Glad the basting went well. BTW 9 million sperm is loads. I got pregnant last year with triplets with just four million sperm. Only found that out this year. I was so green last year when they told me there was 4 million I thought that was fantastic!

Anway welcome to the 2ww. I hope it flies by.    

Night Night
Hels


----------



## Luv one (Nov 7, 2010)

Hi ya why not go for it hun good luck


----------



## hellsbells26 (Aug 10, 2010)

Just to update - confirmed by clinic this morning - BFP - Yippee!


----------



## anders (Jan 27, 2010)

Congrats Hels

Thats fantastic news, i just had my 1st IUI on wed now on my 2ww arrrrrrrrh its gonna be so tempting to test early but im gonna resist and wait untill my test date 21/4/11.
anders
xx


----------



## hellsbells26 (Aug 10, 2010)

Fingers crossed Anders.

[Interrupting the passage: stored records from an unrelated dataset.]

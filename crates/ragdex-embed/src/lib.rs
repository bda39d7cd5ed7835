//! Offline embedding support: a deterministic hashed embedder, a content-hash
//! cache in front of any embedder, and similarity ranking.
use anyhow::{anyhow, Result};
use std::hash::{Hash, Hasher};
use twox_hash::XxHash64;

use ragdex_core::traits::Embedder;

pub mod cache;
pub mod similarity;

pub use cache::CachedEmbedder;
pub use similarity::{cosine_similarity, top_k_by_similarity};

/// Feature-hashing embedder: each lowercased word bumps one bucket, and the
/// result is L2-normalized. Identical text always yields the identical vector
/// and texts sharing words score higher, which is all the offline paths need.
#[derive(Debug, Clone)]
pub struct HashEmbedder {
    dim: usize,
}

impl HashEmbedder {
    pub fn new(dim: usize) -> Result<Self> {
        if dim == 0 {
            return Err(anyhow!("embedding dimension must be > 0"));
        }
        Ok(Self { dim })
    }

    pub fn embed_text(&self, text: &str) -> Vec<f32> {
        let mut v = vec![0f32; self.dim];
        let words = text
            .split(|c: char| !c.is_alphanumeric())
            .filter(|w| !w.is_empty())
            .map(str::to_lowercase);
        for (i, token) in words.enumerate() {
            let mut hasher = XxHash64::with_seed(0);
            token.hash(&mut hasher);
            let h = hasher.finish();
            let idx = (h % self.dim as u64) as usize;
            let val = ((h >> 32) as u32) as f32 / u32::MAX as f32;
            v[idx] += 0.5 + val + (i % 3) as f32 * 0.01;
        }
        let norm = v.iter().map(|x| x * x).sum::<f32>().sqrt();
        if norm > 0.0 {
            for x in &mut v { *x /= norm; }
        }
        v
    }
}

impl Embedder for HashEmbedder {
    fn dim(&self) -> usize { self.dim }

    fn embed_batch(&self, texts: &[String]) -> Result<Vec<Vec<f32>>> {
        Ok(texts.iter().map(|t| self.embed_text(t)).collect())
    }
}

/// The embedder the CLI uses: a hashed embedder behind a content cache.
pub fn get_default_embedder(dim: usize) -> Result<CachedEmbedder<HashEmbedder>> {
    let inner = HashEmbedder::new(dim)?;
    Ok(CachedEmbedder::new(inner, format!("hash-{dim}")))
}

Good luck with the 2ww  

Hels


----------



## Luv one (Nov 7, 2010)

Oh wow big congrats I am so happy for u and hubby!!! Great news lady x


----------



## Luv one (Nov 7, 2010)

Hi littlerachywantsababy so sorry to hear your result but maybe the next time will be the right time  . As for me had the IUI on 5/4/11 and since then no symptoms until about day 5 a little cramp but thats it. I actually wanted to see if the injection would show a positive so decided to check it out. Tested next day after IUI and a very faint line which made me wonder whether I was given enough as I did not feel ovulation or anything after the IUI. I then tested two days later and what a suprise negative. I would at least expect the hcg to last couple of days but guess that wasnt the case. Read online that 250mg could leave your system 3-5 days or depends on ones metabolism. I am not too hopeful after all that but hey lets see!


----------



## Luv one (Nov 7, 2010)

As suspected it didn't work. After the iui I had no symptoms at all not even a cramp to say ovulation took place and the fact that the test was faint made me believe it didn't happen. How could that be with such a big follie I was expecting to feel when it ovulated maybe I wasn't given enough ovidriel. The nurse who gave me thought I should have received it at home but I never had then she read my notes and said they don't normally keep them onsite but will check if she can fund one. She returned saying that one belonged to someone else... Didn't have a good feeling then!!! Had cramps day 5 then nothing. Longer cramps on day 10-11 and now today day 12 period what a shame :-( 
treatment not working maybe they should increase the clomid they didn't want to do it last month when I requested it now this is my last iui then have to waitl till sept for ivf. Hats of to you ladies doing this for a while it's draining and what a waste of 2ww as I deliberately try not to do too much. Oh well guess that's part of the process.


----------



## hellsbells26 (Aug 10, 2010)

Hi Luv one 

So sorry that IUI didn't ork this time    I know how disappointing it is.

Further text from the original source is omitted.